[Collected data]
= Beginning of Section =

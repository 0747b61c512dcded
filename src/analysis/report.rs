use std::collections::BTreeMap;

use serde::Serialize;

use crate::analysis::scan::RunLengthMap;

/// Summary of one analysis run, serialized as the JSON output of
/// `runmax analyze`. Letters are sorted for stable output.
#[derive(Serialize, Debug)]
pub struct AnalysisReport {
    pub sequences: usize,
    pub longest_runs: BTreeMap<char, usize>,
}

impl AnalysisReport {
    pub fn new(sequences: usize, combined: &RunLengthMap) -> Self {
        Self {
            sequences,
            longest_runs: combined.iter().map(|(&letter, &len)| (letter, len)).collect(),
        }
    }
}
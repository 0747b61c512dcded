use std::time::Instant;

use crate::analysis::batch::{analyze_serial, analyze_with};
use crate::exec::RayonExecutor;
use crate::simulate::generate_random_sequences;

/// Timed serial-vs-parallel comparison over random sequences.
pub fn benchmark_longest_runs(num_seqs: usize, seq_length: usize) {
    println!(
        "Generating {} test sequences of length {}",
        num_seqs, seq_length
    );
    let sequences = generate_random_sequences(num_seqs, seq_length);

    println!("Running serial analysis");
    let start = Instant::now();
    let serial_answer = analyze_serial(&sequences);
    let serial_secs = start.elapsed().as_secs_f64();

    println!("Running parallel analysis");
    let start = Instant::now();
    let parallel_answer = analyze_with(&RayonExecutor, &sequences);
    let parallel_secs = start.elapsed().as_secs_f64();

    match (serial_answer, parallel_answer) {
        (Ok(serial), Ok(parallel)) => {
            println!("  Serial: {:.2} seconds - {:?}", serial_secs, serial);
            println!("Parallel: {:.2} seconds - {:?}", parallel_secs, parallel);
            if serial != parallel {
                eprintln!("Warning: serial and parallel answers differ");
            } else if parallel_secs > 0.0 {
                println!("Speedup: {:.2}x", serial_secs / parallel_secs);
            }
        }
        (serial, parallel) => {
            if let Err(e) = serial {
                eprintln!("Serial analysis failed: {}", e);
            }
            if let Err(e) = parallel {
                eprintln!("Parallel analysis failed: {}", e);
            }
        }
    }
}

= End of Section =

### [INSTRUCTIONS TO FOLLOW]
Only the lines from the first line of the records through the line with "use crate::simulate::generate_random_sequences;" should be reproduced, exactly and with nothing added.

### [TASK RESPONSE]
repository 0747b61c512dcded
filename src/analysis/report.rs
use std::collections::BTreeMap;

use serde::Serialize;

use crate::analysis::scan::RunLengthMap;

/// Summary of one analysis run, serialized as the JSON output of
/// `runmax analyze`. Letters are sorted for stable output.
#[derive(Serialize, Debug)]
pub struct AnalysisReport {
    pub sequences: usize,
    pub longest_runs: BTreeMap<char, usize>,
}

impl AnalysisReport {
    pub fn new(sequences: usize, combined: &RunLengthMap) -> Self {
        Self {
            sequences,
            longest_runs: combined.iter().map(|(&letter, &len)| (letter, len)).collect(),
        }
    }
}
repository 0747b61c512dcded
use std::time::Instant;

use crate::analysis::batch::{analyze_serial, analyze_with};
use crate::exec::RayonExecutor;
use crate::simulate::generate_random_sequences;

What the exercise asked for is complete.